Appending tables#

When processing multiple images, potentially using multiple image processing libraries, a common task is to combine tables.

We start with two small tables of measurements.

import pandas as pd
table1 = pd.DataFrame({
    "label":       [1,   2,   3],
    "circularity": [0.3, 0.5, 0.7],
    "elongation":  [2.3, 3.4, 1.2],
    })
table1
label circularity elongation
0 1 0.3 2.3
1 2 0.5 3.4
2 3 0.7 1.2
table2 = pd.DataFrame({
    "label":    [3,   2,   1,   4],
    "area":     [22,  32,  25,  18],
    "skewness": [0.5, 0.6, 0.3, 0.3],
    })
table2
label area skewness
0 3 22 0.5
1 2 32 0.6
2 1 25 0.3
3 4 18 0.3

Combining columns of tables#

According to the pandas documentation there are multiple ways for combining tables. We first use a wrong example to highlight pitfalls when combining tables.

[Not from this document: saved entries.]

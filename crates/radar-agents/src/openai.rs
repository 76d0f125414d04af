use std::time::Duration;

use crate::providers::{ChatMessage, ChatRole, LlmProvider, LlmRequest, LlmResponse, Usage};
use async_trait::async_trait;
use radar_common::{Error, Result};
use reqwest::Client;
use serde::{Deserialize, Serialize};
use tracing::debug;

const DEFAULT_BASE_URL: &str = "https://api.openai.com/v1";

#[derive(Clone)]
pub struct OpenAiProvider {
    client: Client,
    api_key: String,
    base_url: String,
}

impl OpenAiProvider {
    pub fn new(api_key: String, base_url: Option<String>) -> Self {
        Self::with_client(Client::new(), api_key, base_url)
    }

    /// Provider whose HTTP requests give up after `timeout`.
    pub fn with_timeout(api_key: String, base_url: Option<String>, timeout: Duration) -> Result<Self> {
        let client = Client::builder()
            .timeout(timeout)
            .build()
            .map_err(|e| Error::Agent(format!("failed to build OpenAI http client: {e}")))?;
        Ok(Self::with_client(client, api_key, base_url))
    }

    fn with_client(client: Client, api_key: String, base_url: Option<String>) -> Self {
        let base_url = base_url
            .filter(|u| !u.trim().is_empty())
            .unwrap_or_else(|| DEFAULT_BASE_URL.to_string());
        Self {
            client,
            api_key,
            base_url: base_url.trim_end_matches('/').to_string(),
        }
    }
}

#[async_trait]
impl LlmProvider for OpenAiProvider {
    fn provider_id(&self) -> &str {
        "openai"
    }

    async fn complete(&self, request: &LlmRequest) -> Result<LlmResponse> {
        let url = format!("{}/chat/completions", self.base_url);
        let openai_request = convert_request(request);

        let response = self
            .client
            .post(&url)
            .header("Authorization", format!("Bearer {}", self.api_key))
            .json(&openai_request)
            .send()
            .await
            .map_err(|e| Error::Agent(format!("OpenAI request failed: {e}")))?;

        let status = response.status();
        if !status.is_success() {
            let error_text = response.text().await.unwrap_or_default();
            return Err(Error::Agent(format!(
                "OpenAI API error ({status}): {error_text}"
            )));
        }

        let openai_response: OpenAiResponse = response
            .json()
            .await
            .map_err(|e| Error::Agent(format!("Failed to parse OpenAI response: {e}")))?;

        convert_response(openai_response)
    }

    async fn health_check(&self) -> Result<bool> {
        let url = format!("{}/models", self.base_url);
        let response = self
            .client
            .get(&url)
            .header("Authorization", format!("Bearer {}", self.api_key))
            .send()
            .await;

        match response {
            Ok(resp) => Ok(resp.status().is_success()),
            Err(e) => {
                debug!("OpenAI health check failed: {e}");
                Ok(false)
            }
        }
    }
}

fn convert_request(request: &LlmRequest) -> OpenAiRequest {
    let mut messages = Vec::with_capacity(request.messages.len() + 1);

    if let Some(system_prompt) = &request.system {
        messages.push(OpenAiMessage {
            role: "system",
            content: system_prompt.clone(),
        });
    }

    messages.extend(request.messages.iter().map(convert_message));

    OpenAiRequest {
        model: request.model.clone(),
        messages,
        max_tokens: request.max_tokens,
        temperature: request.temperature,
    }
}

fn convert_message(msg: &ChatMessage) -> OpenAiMessage {
    let role = match msg.role {
        ChatRole::System => "system",
        ChatRole::User => "user",
        ChatRole::Assistant => "assistant",
    };
    OpenAiMessage {
        role,
        content: msg.content.clone(),
    }
}

fn convert_response(response: OpenAiResponse) -> Result<LlmResponse> {
    let choice = response
        .choices
        .into_iter()
        .next()
        .ok_or_else(|| Error::Agent("No choices in response".to_string()))?;

    Ok(LlmResponse {
        text: choice.message.content.unwrap_or_default().trim().to_string(),
        model: response.model,
        usage: response.usage.map(|u| Usage {
            input_tokens: u.prompt_tokens,
            output_tokens: u.completion_tokens,
        }),
        stop_reason: choice.finish_reason,
    })
}

// Wire format of /chat/completions (non-streaming, text only).
#[derive(Serialize)]
struct OpenAiRequest {
    model: String,
    messages: Vec<OpenAiMessage>,
    #[serde(skip_serializing_if = "Option::is_none")]
    max_tokens: Option<u32>,
    #[serde(skip_serializing_if = "Option::is_none")]
    temperature: Option<f64>,
}

#[derive(Serialize)]
struct OpenAiMessage {
    role: &'static str,
    content: String,
}

#[derive(Deserialize)]
struct OpenAiResponse {
    model: String,
    choices: Vec<OpenAiChoice>,
    usage: Option<OpenAiUsage>,
}

#[derive(Deserialize)]
struct OpenAiChoice {
    message: OpenAiResponseMessage,
    finish_reason: Option<String>,
}

#[derive(Deserialize)]
struct OpenAiResponseMessage {
    content: Option<String>,
}

#[derive(Deserialize)]
struct OpenAiUsage {
    prompt_tokens: u32,
    completion_tokens: u32,
}

#[cfg(test)]
mod tests {
    use super::*;

    #[test]
    fn request_puts_system_prompt_first() {
        let mut request = LlmRequest::single_turn("gpt-4o-mini", "hola");
        request.system = Some("eres un analista".into());
        request.max_tokens = Some(600);

        let json = serde_json::to_value(convert_request(&request)).unwrap();
        assert_eq!(json["messages"][0]["role"], "system");
        assert_eq!(json["messages"][1]["role"], "user");
        assert_eq!(json["messages"][1]["content"], "hola");
        assert_eq!(json["max_tokens"], 600);
        assert!(json.get("temperature").is_none());
    }

    #[test]
    fn base_url_trailing_slash_is_trimmed() {
        let provider = OpenAiProvider::new("k".into(), Some("http://localhost:8080/v1/".into()));
        assert_eq!(provider.base_url, "http://localhost:8080/v1");

        let provider = OpenAiProvider::new("k".into(), Some("  ".into()));
        assert_eq!(provider.base_url, DEFAULT_BASE_URL);
    }
}
use std::fmt;

use serde::{Deserialize, Serialize};

/// Opaque identifier of one chat conversation with the operator.
///
/// Telegram chat IDs are numeric, but channel usernames (`@name`) are accepted
/// by the Bot API too, so the identifier is kept as a string.
#[derive(Debug, Clone, PartialEq, Eq, Hash, Serialize, Deserialize)]
#[serde(transparent)]
pub struct ConversationId(String);

impl ConversationId {
    pub fn new(id: impl Into<String>) -> Self {
        Self(id.into().trim().to_string())
    }

    pub fn as_str(&self) -> &str {
        &self.0
    }

    /// Numeric chat ID, when the identifier is one.
    pub fn as_chat_id(&self) -> Option<i64> {
        self.0.parse().ok()
    }
}

impl fmt::Display for ConversationId {
    fn fmt(&self, f: &mut fmt::Formatter<'_>) -> fmt::Result {
        f.write_str(&self.0)
    }
}

impl From<i64> for ConversationId {
    fn from(id: i64) -> Self {
        Self(id.to_string())
    }
}

impl From<&str> for ConversationId {
    fn from(id: &str) -> Self {
        Self::new(id)
    }
}

impl From<String> for ConversationId {
    fn from(id: String) -> Self {
        Self::new(id)
    }
}

/// Title and body extracted from one URL, bounded in size and never persisted.
#[derive(Debug, Clone, PartialEq, Eq, Serialize, Deserialize)]
pub struct ResolvedContent {
    pub url: String,
    pub title: String,
    pub body: String,
}

impl ResolvedContent {
    pub fn new(url: impl Into<String>, title: impl Into<String>, body: impl Into<String>) -> Self {
        Self {
            url: url.into(),
            title: title.into(),
            body: body.into(),
        }
    }
}

#[cfg(test)]
mod tests {
    use super::*;

    #[test]
    fn numeric_ids_round_trip_to_chat_id() {
        let id = ConversationId::from(-1001234567890_i64);
        assert_eq!(id.as_str(), "-1001234567890");
        assert_eq!(id.as_chat_id(), Some(-1001234567890));
    }

    #[test]
    fn usernames_are_not_chat_ids() {
        let id = ConversationId::from("@radar_alerts");
        assert_eq!(id.as_chat_id(), None);
        assert_eq!(id.to_string(), "@radar_alerts");
    }

    #[test]
    fn surrounding_whitespace_is_ignored() {
        assert_eq!(ConversationId::from(" 42\n"), ConversationId::from(42_i64));
    }
}
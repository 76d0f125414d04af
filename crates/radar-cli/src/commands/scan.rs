use std::sync::Arc;
use std::time::Duration;

use anyhow::{Context, Result};
use radar_common::ConversationId;
use radar_config::{AppConfig, Requirement};
use radar_gateway::bootstrap::telegram_sender;
use radar_scout::{AlertSink, ChannelSink, IngestSink, Scout, StdoutSink};
use tracing::{error, info};

pub async fn run(config: AppConfig, dry_run: bool, every: Option<u64>) -> Result<()> {
    if !dry_run {
        config.validate(Requirement::Scan)?;
    }

    let scout = Scout::new(&config.scout)?;
    let sink = build_sink(&config, dry_run)?;

    let Some(minutes) = every else {
        let report = scout.run_once(sink.as_ref(), chrono::Utc::now()).await?;
        info!("scan finished: {} alerts, sent: {}", report.alerts, report.sent);
        return Ok(());
    };

    let period = Duration::from_secs(minutes.max(1) * 60);
    let mut ticker = tokio::time::interval(period);
    info!("scanning every {minutes} minutes");
    loop {
        tokio::select! {
            _ = ticker.tick() => {
                match scout.run_once(sink.as_ref(), chrono::Utc::now()).await {
                    Ok(report) => info!("scan finished: {} alerts, sent: {}", report.alerts, report.sent),
                    Err(e) => error!("scan failed: {e}"),
                }
            }
            _ = tokio::signal::ctrl_c() => {
                info!("stopping periodic scan");
                return Ok(());
            }
        }
    }
}

fn build_sink(config: &AppConfig, dry_run: bool) -> Result<Box<dyn AlertSink>> {
    if dry_run {
        return Ok(Box::new(StdoutSink));
    }

    if let Some(url) = config.ingest.url.as_deref().filter(|u| !u.trim().is_empty()) {
        let secret = config
            .ingest
            .secret_key
            .clone()
            .context("ingest.secret_key is required when ingest.url is set")?;
        let client = reqwest::Client::builder()
            .timeout(Duration::from_secs(config.telegram.send_timeout_secs))
            .build()?;
        return Ok(Box::new(IngestSink::new(client, url, secret)));
    }

    let destination = config
        .telegram
        .alert_destination()
        .context("telegram.alert_chat_id is required for direct delivery")?;
    Ok(Box::new(ChannelSink::new(
        telegram_sender(config)?,
        ConversationId::new(destination),
    )))
}
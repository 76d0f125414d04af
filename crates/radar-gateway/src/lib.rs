pub mod bootstrap;
pub mod command;
pub mod dispatcher;
pub mod references;
pub mod router;
pub mod server;
pub mod state;

pub use command::Command;
pub use dispatcher::{DispatchSettings, Dispatcher, Outcome};
pub use references::ReferenceStore;
pub use server::GatewayServer;
pub use state::{AppState, SharedState};
use std::sync::Arc;

use radar_common::ConversationId;
use radar_config::AppConfig;
use radar_security::SharedSecret;
use tracing::warn;

use crate::dispatcher::Dispatcher;

/// State shared by every request handler.
pub struct AppState {
    pub config: AppConfig,
    pub dispatcher: Arc<Dispatcher>,
    /// `None` when no ingest secret is configured; ingestion is then refused.
    pub ingest_secret: Option<SharedSecret>,
    /// Conversation that receives analyses of ingested alerts.
    pub alert_destination: Option<ConversationId>,
}

pub type SharedState = Arc<AppState>;

impl AppState {
    pub fn new(config: AppConfig, dispatcher: Arc<Dispatcher>) -> Self {
        let ingest_secret = config
            .ingest
            .secret_key
            .as_deref()
            .and_then(|secret| match SharedSecret::new(secret) {
                Ok(secret) => Some(secret),
                Err(e) => {
                    warn!("ingest secret unusable, /ingest-alert will refuse requests: {e}");
                    None
                }
            });
        let alert_destination = config.telegram.alert_destination().map(ConversationId::new);

        Self {
            config,
            dispatcher,
            ingest_secret,
            alert_destination,
        }
    }
}
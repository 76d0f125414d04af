use std::sync::Arc;
use std::time::Duration;

use futures::future::join_all;
use radar_channels::telegram_fmt::escape_html;
use radar_common::ResolvedContent;
use radar_config::LlmConfig;
use tracing::{debug, warn};

use crate::prompts;
use crate::providers::{LlmProvider, LlmRequest};

/// Text substituted for any completion that could not be produced.
pub const ANALYSIS_FAILED: &str = "⚠️ Error al generar análisis.";

#[derive(Debug, thiserror::Error)]
pub enum AnalysisError {
    #[error("completion timed out after {0:?}")]
    Timeout(Duration),

    #[error("completion provider failed: {0}")]
    Provider(String),

    #[error("completion provider returned no text")]
    EmptyResponse,
}

#[derive(Debug, Clone)]
pub struct AnalysisSettings {
    pub model: String,
    pub temperature: f64,
    pub summary_max_tokens: u32,
    pub deep_dive_max_tokens: u32,
    pub timeout: Duration,
}

impl From<&LlmConfig> for AnalysisSettings {
    fn from(config: &LlmConfig) -> Self {
        Self {
            model: config.model.clone(),
            temperature: config.temperature,
            summary_max_tokens: config.summary_max_tokens,
            deep_dive_max_tokens: config.deep_dive_max_tokens,
            timeout: Duration::from_secs(config.timeout_secs),
        }
    }
}

/// Turns resolved content into operator-facing analyses.
///
/// Every completion is bounded by `settings.timeout`. Failures are replaced
/// by [`ANALYSIS_FAILED`] so one bad item never hides the others.
#[derive(Clone)]
pub struct AnalysisOrchestrator {
    provider: Arc<dyn LlmProvider>,
    settings: AnalysisSettings,
}

impl AnalysisOrchestrator {
    pub fn new(provider: Arc<dyn LlmProvider>, settings: AnalysisSettings) -> Self {
        Self { provider, settings }
    }

    /// One single-turn completion, with the timeout applied.
    pub async fn try_complete(&self, prompt: String, max_tokens: u32) -> Result<String, AnalysisError> {
        let mut request = LlmRequest::single_turn(&self.settings.model, prompt);
        request.max_tokens = Some(max_tokens);
        request.temperature = Some(self.settings.temperature);

        let response = tokio::time::timeout(self.settings.timeout, self.provider.complete(&request))
            .await
            .map_err(|_| AnalysisError::Timeout(self.settings.timeout))?
            .map_err(|e| AnalysisError::Provider(e.to_string()))?;

        if let Some(usage) = &response.usage {
            debug!(
                "completion used {} input / {} output tokens",
                usage.input_tokens, usage.output_tokens
            );
        }

        let text = response.text.trim();
        if text.is_empty() {
            return Err(AnalysisError::EmptyResponse);
        }
        Ok(text.to_string())
    }

    pub async fn complete_or_notice(&self, prompt: String, max_tokens: u32) -> String {
        match self.try_complete(prompt, max_tokens).await {
            Ok(text) => text,
            Err(e) => {
                warn!("analysis failed: {e}");
                ANALYSIS_FAILED.to_string()
            }
        }
    }

    /// Analyse every item concurrently and number the results `1..=N` in
    /// input order.
    pub async fn batch_summary(&self, items: &[ResolvedContent], invite_deepen: bool) -> String {
        let analyses = join_all(items.iter().map(|item| {
            self.complete_or_notice(prompts::summary_prompt(item), self.settings.summary_max_tokens)
        }))
        .await;

        let ranking = analyses
            .iter()
            .enumerate()
            .map(|(i, text)| format!("{}. {}", i + 1, escape_html(text)))
            .collect::<Vec<_>>()
            .join("\n\n");

        prompts::batch_envelope(&ranking, invite_deepen)
    }

    /// Detailed analysis of the item the operator picked (1-based `index`).
    pub async fn deep_dive(&self, index: usize, item: &ResolvedContent) -> String {
        let analysis = self
            .complete_or_notice(
                prompts::deep_dive_prompt(item),
                self.settings.deep_dive_max_tokens,
            )
            .await;
        prompts::deep_dive_envelope(index, &escape_html(&analysis))
    }

    /// Free-form question, answered directly.
    pub async fn answer(&self, question: &str) -> String {
        let answer = self
            .complete_or_notice(
                prompts::question_prompt(question),
                self.settings.summary_max_tokens,
            )
            .await;
        escape_html(&answer)
    }
}

#[cfg(test)]
mod tests {
    use super::*;
    use crate::providers::LlmResponse;
    use async_trait::async_trait;
    use radar_common::{Error, Result};
    use std::sync::Mutex;

    /// Replies with a canned text unless the prompt mentions `fail_marker`.
    struct ScriptedProvider {
        fail_marker: Option<&'static str>,
        delay: Option<Duration>,
        prompts: Mutex<Vec<LlmRequest>>,
    }

    impl ScriptedProvider {
        fn ok() -> Self {
            Self {
                fail_marker: None,
                delay: None,
                prompts: Mutex::new(Vec::new()),
            }
        }
    }

    #[async_trait]
    impl LlmProvider for ScriptedProvider {
        fn provider_id(&self) -> &str {
            "scripted"
        }

        async fn complete(&self, request: &LlmRequest) -> Result<LlmResponse> {
            self.prompts.lock().unwrap().push(request.clone());
            if let Some(delay) = self.delay {
                tokio::time::sleep(delay).await;
            }
            let prompt = &request.messages[0].content;
            if self.fail_marker.is_some_and(|m| prompt.contains(m)) {
                return Err(Error::Agent("boom".into()));
            }
            let source = prompt
                .lines()
                .find_map(|l| l.strip_prefix("Fuente: "))
                .unwrap_or("none");
            Ok(LlmResponse {
                text: format!("  analysis of {source}  "),
                model: request.model.clone(),
                usage: None,
                stop_reason: Some("stop".into()),
            })
        }

        async fn health_check(&self) -> Result<bool> {
            Ok(true)
        }
    }

    fn settings() -> AnalysisSettings {
        AnalysisSettings::from(&LlmConfig::default())
    }

    fn item(url: &str) -> ResolvedContent {
        ResolvedContent::new(url, format!("Enlace: {url}"), "body")
    }

    #[tokio::test]
    async fn batch_is_numbered_in_input_order() {
        let provider = Arc::new(ScriptedProvider::ok());
        let orchestrator = AnalysisOrchestrator::new(provider.clone(), settings());

        let out = orchestrator
            .batch_summary(&[item("https://a.example"), item("https://b.example")], true)
            .await;

        let first = out.find("1. analysis of https://a.example").unwrap();
        let second = out.find("2. analysis of https://b.example").unwrap();
        assert!(first < second);
        assert!(out.contains("\n\n2. "));
        assert!(out.starts_with(prompts::SUMMARY_HEADER));
        assert!(out.ends_with(prompts::DEEPEN_INVITATION));

        let requests = provider.prompts.lock().unwrap();
        assert_eq!(requests.len(), 2);
        assert_eq!(requests[0].max_tokens, Some(600));
        assert_eq!(requests[0].temperature, Some(0.5));
        assert_eq!(requests[0].model, "gpt-4o-mini");
    }

    #[tokio::test]
    async fn one_failed_completion_keeps_the_others() {
        let provider = Arc::new(ScriptedProvider {
            fail_marker: Some("https://b.example"),
            ..ScriptedProvider::ok()
        });
        let orchestrator = AnalysisOrchestrator::new(provider, settings());

        let out = orchestrator
            .batch_summary(
                &[
                    item("https://a.example"),
                    item("https://b.example"),
                    item("https://c.example"),
                ],
                false,
            )
            .await;

        assert!(out.contains("1. analysis of https://a.example"));
        assert!(out.contains(&format!("2. {ANALYSIS_FAILED}")));
        assert!(out.contains("3. analysis of https://c.example"));
    }

    #[tokio::test(start_paused = true)]
    async fn slow_provider_times_out() {
        let provider = Arc::new(ScriptedProvider {
            delay: Some(Duration::from_secs(120)),
            ..ScriptedProvider::ok()
        });
        let orchestrator = AnalysisOrchestrator::new(provider, settings());

        let err = orchestrator
            .try_complete("hola".into(), 10)
            .await
            .unwrap_err();
        assert!(matches!(err, AnalysisError::Timeout(d) if d == Duration::from_secs(20)));
        assert_eq!(orchestrator.answer("hola").await, ANALYSIS_FAILED);
    }

    #[tokio::test]
    async fn blank_completion_is_an_error() {
        struct Blank;

        #[async_trait]
        impl LlmProvider for Blank {
            fn provider_id(&self) -> &str {
                "blank"
            }
            async fn complete(&self, request: &LlmRequest) -> Result<LlmResponse> {
                Ok(LlmResponse {
                    text: "   ".into(),
                    model: request.model.clone(),
                    usage: None,
                    stop_reason: None,
                })
            }
            async fn health_check(&self) -> Result<bool> {
                Ok(true)
            }
        }

        let orchestrator = AnalysisOrchestrator::new(Arc::new(Blank), settings());
        assert!(matches!(
            orchestrator.try_complete("x".into(), 10).await,
            Err(AnalysisError::EmptyResponse)
        ));
    }

    #[tokio::test]
    async fn deep_dive_names_the_index_and_uses_larger_budget() {
        let provider = Arc::new(ScriptedProvider::ok());
        let orchestrator = AnalysisOrchestrator::new(provider.clone(), settings());

        let out = orchestrator.deep_dive(2, &item("https://b.example")).await;
        assert!(out.contains("elemento 2"));
        assert!(out.contains("analysis of https://b.example"));
        assert_eq!(provider.prompts.lock().unwrap()[0].max_tokens, Some(1000));
    }

    #[tokio::test]
    async fn answers_are_html_escaped() {
        struct Markup;

        #[async_trait]
        impl LlmProvider for Markup {
            fn provider_id(&self) -> &str {
                "markup"
            }
            async fn complete(&self, request: &LlmRequest) -> Result<LlmResponse> {
                Ok(LlmResponse {
                    text: "use <b> & friends".into(),
                    model: request.model.clone(),
                    usage: None,
                    stop_reason: None,
                })
            }
            async fn health_check(&self) -> Result<bool> {
                Ok(true)
            }
        }

        let orchestrator = AnalysisOrchestrator::new(Arc::new(Markup), settings());
        assert_eq!(orchestrator.answer("q").await, "use &lt;b&gt; &amp; friends");
    }
}
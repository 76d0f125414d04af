use dashmap::DashMap;
use radar_common::ConversationId;

/// Most recent batch of links per conversation.
///
/// Each `put` replaces the previous list wholesale; lists live until the next
/// batch for the same conversation or until the process exits.
#[derive(Debug, Default)]
pub struct ReferenceStore {
    links: DashMap<ConversationId, Vec<String>>,
}

impl ReferenceStore {
    pub fn new() -> Self {
        Self::default()
    }

    pub fn put(&self, conversation: &ConversationId, urls: Vec<String>) {
        self.links.insert(conversation.clone(), urls);
    }

    /// Stored links, or an empty list for an unknown conversation.
    pub fn get(&self, conversation: &ConversationId) -> Vec<String> {
        self.links
            .get(conversation)
            .map(|entry| entry.value().clone())
            .unwrap_or_default()
    }

    /// Link at 1-based `index`, if the current list has one there.
    pub fn lookup(&self, conversation: &ConversationId, index: usize) -> Option<String> {
        let entry = self.links.get(conversation)?;
        index.checked_sub(1).and_then(|i| entry.get(i).cloned())
    }

    pub fn len(&self, conversation: &ConversationId) -> usize {
        self.links.get(conversation).map_or(0, |entry| entry.len())
    }

    pub fn is_empty(&self, conversation: &ConversationId) -> bool {
        self.len(conversation) == 0
    }
}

In the following example, measurements of label 1 and 3 are mixed. Furthermore, one of our tables did not contain measurements for label 4.

wrongly_combined_tables = pd.concat([table1, table2], axis=1)
wrongly_combined_tables
label circularity elongation label area skewness
0 1.0 0.3 2.3 3 22 0.5
1 2.0 0.5 3.4 2 32 0.6
2 3.0 0.7 1.2 1 25 0.3
3 NaN NaN NaN 4 18 0.3

A better way for combining tables is the merge command. It allows to explicitly specify on which column the tables should be combined. Data scientists speak of the ‘index’ or ‘identifier’ of rows in the tables.

correctly_combined_tables1 = pd.merge(table1, table2, how='inner', on='label')
correctly_combined_tables1
label circularity elongation area skewness
0 1 0.3 2.3 25 0.3
1 2 0.5 3.4 32 0.6
2 3 0.7 1.2 22 0.5

You may note that in the above example, label 4 is missing. We can also get it by out table by performing an outer join.

correctly_combined_tables2 = pd.merge(table1, table2, how='outer', on='label')
correctly_combined_tables2
label circularity elongation area skewness
0 1 0.3 2.3 25 0.3
1 2 0.5 3.4 32 0.6
2 3 0.7 1.2 22 0.5
3 4 NaN NaN 18 0.3